So that nothing is lost, restate each entry exactly as supplied.
- - - -
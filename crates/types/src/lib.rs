//! Core types module - shared data structures and constants
//!
//! This module defines the fundamental types used throughout the application.
//! All types are pure data structures with no external dependencies, making them
//! usable in any context (game core, terminal rendering, input mapping).
//!
//! # Board Conventions
//!
//! The board is a square N x N grid (4 x 4 by default). Cells hold `0` for
//! empty or a power-of-two tile value. Cells are addressed `(row, col)` with
//! row 0 at the top and col 0 on the left.
//!
//! # Direction Model
//!
//! Every directional move is expressed as "rotate, slide left, rotate back".
//! Each [`Direction`] therefore carries a fixed number of counter-clockwise
//! quarter turns to apply before compressing rows toward column 0:
//!
//! | Direction | Quarter turns |
//! |-----------|---------------|
//! | `Left`    | 0 |
//! | `Up`      | 1 |
//! | `Right`   | 2 |
//! | `Down`    | 3 |
//!
//! # Examples
//!
//! ```
//! use twenty48_types::{Direction, GameAction, GameStatus, DEFAULT_BOARD_SIZE};
//!
//! assert_eq!(Direction::Left.rotations(), 0);
//! assert_eq!(Direction::Up.rotations(), 1);
//!
//! let action = GameAction::Move(Direction::Right);
//! assert_eq!(action, GameAction::Move(Direction::Right));
//!
//! assert!(GameStatus::Won.is_terminal());
//! assert!(!GameStatus::Playing.is_terminal());
//!
//! assert_eq!(DEFAULT_BOARD_SIZE, 4);
//! ```

/// Default board size (4 columns x 4 rows)
pub const DEFAULT_BOARD_SIZE: usize = 4;

/// Default winning tile value
pub const DEFAULT_WIN_TILE: u32 = 2048;

/// Candidate values for a spawned tile, chosen uniformly at random
pub const SPAWN_VALUES: [u32; 2] = [2, 4];

/// Number of tiles placed when a game starts
pub const STARTING_TILES: usize = 2;

/// The four slide directions
///
/// A move slides every tile as far as it can go in one direction and merges
/// adjacent equal pairs along the way. Directions are a closed set: there is
/// no way to request an unrecognized direction.
#[derive(Debug, Clone, Copy, PartialEq, Eq, Hash)]
pub enum Direction {
    Up,
    Down,
    Left,
    Right,
}

impl Direction {
    /// All directions in a fixed scan order
    pub const ALL: [Direction; 4] = [
        Direction::Left,
        Direction::Up,
        Direction::Right,
        Direction::Down,
    ];

    /// Counter-clockwise quarter turns that map this direction onto "slide left"
    ///
    /// # Examples
    ///
    /// ```
    /// use twenty48_types::Direction;
    ///
    /// assert_eq!(Direction::Left.rotations(), 0);
    /// assert_eq!(Direction::Up.rotations(), 1);
    /// assert_eq!(Direction::Right.rotations(), 2);
    /// assert_eq!(Direction::Down.rotations(), 3);
    /// ```
    pub fn rotations(&self) -> usize {
        match self {
            Direction::Left => 0,
            Direction::Up => 1,
            Direction::Right => 2,
            Direction::Down => 3,
        }
    }

    /// Convert to lowercase string representation
    pub fn as_str(&self) -> &'static str {
        match self {
            Direction::Up => "up",
            Direction::Down => "down",
            Direction::Left => "left",
            Direction::Right => "right",
        }
    }
}

/// Lifecycle phase of a game
///
/// - **Playing**: moves are accepted
/// - **Won**: the winning tile is on the board
/// - **Over**: the board is full and no merge is possible
///
/// `Won` and `Over` are terminal: moves are ignored until a restart.
#[derive(Debug, Clone, Copy, PartialEq, Eq)]
pub enum GameStatus {
    Playing,
    Won,
    Over,
}

impl GameStatus {
    /// True for `Won` and `Over` (the states that lock further moves)
    pub fn is_terminal(&self) -> bool {
        !matches!(self, GameStatus::Playing)
    }
}

/// Game actions that can be applied to modify game state
///
/// Produced by the input layer from key presses.
#[derive(Debug, Clone, Copy, PartialEq, Eq)]
pub enum GameAction {
    /// Slide the board in one direction
    Move(Direction),
    /// Start a fresh game with the same size and winning tile
    Restart,
}
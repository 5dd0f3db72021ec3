//! TerminalRenderer: flushes a framebuffer to a real terminal.
//!
//! This module intentionally keeps the drawing API small. The game redraws a
//! full frame per keystroke, which is cheap enough that no diffing layer is
//! needed.

use std::io::{self, Write};

use anyhow::Result;

use crossterm::{
    cursor,
    style::{
        Attribute, Color, Print, ResetColor, SetAttribute, SetBackgroundColor, SetForegroundColor,
    },
    terminal, QueueableCommand,
};

use crate::fb::{CellStyle, FrameBuffer, Rgb};

pub struct TerminalRenderer {
    stdout: io::Stdout,
    buf: Vec<u8>,
}

impl TerminalRenderer {
    pub fn new() -> Self {
        Self {
            stdout: io::stdout(),
            buf: Vec::with_capacity(64 * 1024),
        }
    }

    pub fn enter(&mut self) -> Result<()> {
        terminal::enable_raw_mode()?;
        self.buf.clear();
        self.buf.queue(terminal::EnterAlternateScreen)?;
        self.buf.queue(cursor::Hide)?;
        self.buf.queue(terminal::DisableLineWrap)?;
        self.flush_buf()?;
        Ok(())
    }

    pub fn exit(&mut self) -> Result<()> {
        self.buf.clear();
        self.buf.queue(ResetColor)?;
        self.buf.queue(SetAttribute(Attribute::Reset))?;
        self.buf.queue(terminal::EnableLineWrap)?;
        self.buf.queue(cursor::Show)?;
        self.buf.queue(terminal::LeaveAlternateScreen)?;
        self.flush_buf()?;
        terminal::disable_raw_mode()?;
        Ok(())
    }

    /// Draw a framebuffer as a full-frame redraw.
    pub fn draw(&mut self, fb: &FrameBuffer) -> Result<()> {
        self.buf.clear();
        encode_full_into(fb, &mut self.buf)?;
        self.flush_buf()
    }

    fn flush_buf(&mut self) -> Result<()> {
        self.stdout.write_all(&self.buf)?;
        self.stdout.flush()?;
        Ok(())
    }
}

/// Encode a full-frame redraw into `out`.
///
/// This builds a sequence of crossterm commands without writing to stdout.
pub fn encode_full_into(fb: &FrameBuffer, out: &mut Vec<u8>) -> Result<()> {
    out.queue(terminal::Clear(terminal::ClearType::All))?;
    out.queue(cursor::MoveTo(0, 0))?;

    let mut current_style: Option<CellStyle> = None;
    for y in 0..fb.height() {
        for x in 0..fb.width() {
            let cell = fb.get(x, y).unwrap_or_default();
            if current_style != Some(cell.style) {
                apply_style_into(out, cell.style)?;
                current_style = Some(cell.style);
            }
            out.queue(Print(cell.ch))?;
        }
        if y + 1 < fb.height() {
            out.queue(Print("\r\n"))?;
        }
    }

    out.queue(ResetColor)?;
    out.queue(SetAttribute(Attribute::Reset))?;
    Ok(())
}

fn apply_style_into(out: &mut Vec<u8>, style: CellStyle) -> Result<()> {
    // Attribute::Reset is SGR 0 and clears colors as well, so it must come
    // before the color codes.
    out.queue(SetAttribute(Attribute::Reset))?;
    out.queue(SetForegroundColor(rgb_to_color(style.fg)))?;
    out.queue(SetBackgroundColor(rgb_to_color(style.bg)))?;
    if style.bold {
        out.queue(SetAttribute(Attribute::Bold))?;
    }
    if style.dim {
        out.queue(SetAttribute(Attribute::Dim))?;
    }
    Ok(())
}

fn rgb_to_color(rgb: Rgb) -> Color {
    Color::Rgb {
        r: rgb.r,
        g: rgb.g,
        b: rgb.b,
    }
}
- - - -
## [Result below]
filename crates/types/src/lib.rs
//! Core types module - shared data structures and constants
//!
//! This module defines the fundamental types used throughout the application.
//! All types are pure data structures with no external dependencies, making them
//! usable in any context (game core, terminal rendering, input mapping).
//!
//! # Board Conventions
//!
//! The board is a square N x N grid (4 x 4 by default). Cells hold `0` for
//! empty or a power-of-two tile value. Cells are addressed `(row, col)` with
//! row 0 at the top and col 0 on the left.
//!
//! # Direction Model
//!
//! Every directional move is expressed as "rotate, slide left, rotate back".
//! Each [`Direction`] therefore carries a fixed number of counter-clockwise
//! quarter turns to apply before compressing rows toward column 0:
//!
//! | Direction | Quarter turns |
//! |-----------|---------------|
//! | `Left`    | 0 |
//! | `Up`      | 1 |
//! | `Right`   | 2 |
//! | `Down`    | 3 |
//!
//! # Examples
//!
//! ```
//! use twenty48_types::{Direction, GameAction, GameStatus, DEFAULT_BOARD_SIZE};
//!
//! assert_eq!(Direction::Left.rotations(), 0);
//! assert_eq!(Direction::Up.rotations(), 1);
//!
//! let action = GameAction::Move(Direction::Right);
//! assert_eq!(action, GameAction::Move(Direction::Right));
//!
//! assert!(GameStatus::Won.is_terminal());
//! assert!(!GameStatus::Playing.is_terminal());
//!
//! assert_eq!(DEFAULT_BOARD_SIZE, 4);
//! ```

/// Default board size (4 columns x 4 rows)
pub const DEFAULT_BOARD_SIZE: usize = 4;

/// Default winning tile value
pub const DEFAULT_WIN_TILE: u32 = 2048;

/// Candidate values for a spawned tile, chosen uniformly at random
pub const SPAWN_VALUES: [u32; 2] = [2, 4];

/// Number of tiles placed when a game starts
pub const STARTING_TILES: usize = 2;

/// The four slide directions
///
/// A move slides every tile as far as it can go in one direction and merges
/// adjacent equal pairs along the way. Directions are a closed set: there is
/// no way to request an unrecognized direction.
#[derive(Debug, Clone, Copy, PartialEq, Eq, Hash)]
pub enum Direction {
    Up,
    Down,
    Left,
    Right,
}

impl Direction {
    /// All directions in a fixed scan order
    pub const ALL: [Direction; 4] = [
        Direction::Left,
        Direction::Up,
        Direction::Right,
        Direction::Down,
    ];

    /// Counter-clockwise quarter turns that map this direction onto "slide left"
    ///
    /// # Examples
    ///
    /// ```
    /// use twenty48_types::Direction;
    ///
    /// assert_eq!(Direction::Left.rotations(), 0);
    /// assert_eq!(Direction::Up.rotations(), 1);
    /// assert_eq!(Direction::Right.rotations(), 2);
    /// assert_eq!(Direction::Down.rotations(), 3);
    /// ```
    pub fn rotations(&self) -> usize {
        match self {
            Direction::Left => 0,
            Direction::Up => 1,
            Direction::Right => 2,
            Direction::Down => 3,
        }
    }

    /// Convert to lowercase string representation
    pub fn as_str(&self) -> &'static str {
        match self {
            Direction::Up => "up",
            Direction::Down => "down",
            Direction::Left => "left",
            Direction::Right => "right",
        }
    }
}

/// Lifecycle phase of a game
///
/// - **Playing**: moves are accepted
/// - **Won**: the winning tile is on the board
/// - **Over**: the board is full and no merge is possible
///
/// `Won` and `Over` are terminal: moves are ignored until a restart.
#[derive(Debug, Clone, Copy, PartialEq, Eq)]
pub enum GameStatus {
    Playing,
    Won,
    Over,
}

impl GameStatus {
    /// True for `Won` and `Over` (the states that lock further moves)
    pub fn is_terminal(&self) -> bool {
        !matches!(self, GameStatus::Playing)
    }
}

/// Game actions that can be applied to modify game state
///
/// Produced by the input layer from key presses.
#[derive(Debug, Clone, Copy, PartialEq, Eq)]
pub enum GameAction {
    /// Slide the board in one direction
    Move(Direction),
    /// Start a fresh game with the same size and winning tile
    Restart,
}
repository 5dd0f3db72021ec3
//! TerminalRenderer: flushes a framebuffer to a real terminal.
//!
//! This module intentionally keeps the drawing API small. The game redraws a
//! full frame per keystroke, which is cheap enough that no diffing layer is
//! needed.

use std::io::{self, Write};

use anyhow::Result;

use crossterm::{
    cursor,
    style::{
        Attribute, Color, Print, ResetColor, SetAttribute, SetBackgroundColor, SetForegroundColor,
    },
    terminal, QueueableCommand,
};

use crate::fb::{CellStyle, FrameBuffer, Rgb};

pub struct TerminalRenderer {
    stdout: io::Stdout,
    buf: Vec<u8>,
}

impl TerminalRenderer {
    pub fn new() -> Self {
        Self {
            stdout: io::stdout(),
            buf: Vec::with_capacity(64 * 1024),
        }
    }

    pub fn enter(&mut self) -> Result<()> {
        terminal::enable_raw_mode()?;
        self.buf.clear();
        self.buf.queue(terminal::EnterAlternateScreen)?;
        self.buf.queue(cursor::Hide)?;
        self.buf.queue(terminal::DisableLineWrap)?;
        self.flush_buf()?;
        Ok(())
    }

    pub fn exit(&mut self) -> Result<()> {
        self.buf.clear();
        self.buf.queue(ResetColor)?;
        self.buf.queue(SetAttribute(Attribute::Reset))?;
        self.buf.queue(terminal::EnableLineWrap)?;
        self.buf.queue(cursor::Show)?;
        self.buf.queue(terminal::LeaveAlternateScreen)?;
        self.flush_buf()?;
        terminal::disable_raw_mode()?;
        Ok(())
    }

    /// Draw a framebuffer as a full-frame redraw.
    pub fn draw(&mut self, fb: &FrameBuffer) -> Result<()> {
        self.buf.clear();
        encode_full_into(fb, &mut self.buf)?;
        self.flush_buf()
    }

    fn flush_buf(&mut self) -> Result<()> {
        self.stdout.write_all(&self.buf)?;
        self.stdout.flush()?;
        Ok(())
    }
}

/// Encode a full-frame redraw into `out`.
///
/// This builds a sequence of crossterm commands without writing to stdout.
pub fn encode_full_into(fb: &FrameBuffer, out: &mut Vec<u8>) -> Result<()> {
    out.queue(terminal::Clear(terminal::ClearType::All))?;
    out.queue(cursor::MoveTo(0, 0))?;

    let mut current_style: Option<CellStyle> = None;
    for y in 0..fb.height() {
        for x in 0..fb.width() {
            let cell = fb.get(x, y).unwrap_or_default();
            if current_style != Some(cell.style) {
                apply_style_into(out, cell.style)?;
                current_style = Some(cell.style);
            }
            out.queue(Print(cell.ch))?;
        }
        if y + 1 < fb.height() {
            out.queue(Print("\r\n"))?;
        }
    }

    out.queue(ResetColor)?;
    out.queue(SetAttribute(Attribute::Reset))?;
    Ok(())
}

fn apply_style_into(out: &mut Vec<u8>, style: CellStyle) -> Result<()> {
    // Attribute::Reset is SGR 0 and clears colors as well, so it must come
    // before the color codes.
    out.queue(SetAttribute(Attribute::Reset))?;
    out.queue(SetForegroundColor(rgb_to_color(style.fg)))?;
    out.queue(SetBackgroundColor(rgb_to_color(style.bg)))?;
    if style.bold {
        out.queue(SetAttribute(Attribute::Bold))?;
    }
    if style.dim {
        out.queue(SetAttribute(Attribute::Dim))?;
    }
    Ok(())
}

fn rgb_to_color(rgb: Rgb) -> Color {
    Color::Rgb {
        r: rgb.r,
        g: rgb.g,
        b: rgb.b,
    }
}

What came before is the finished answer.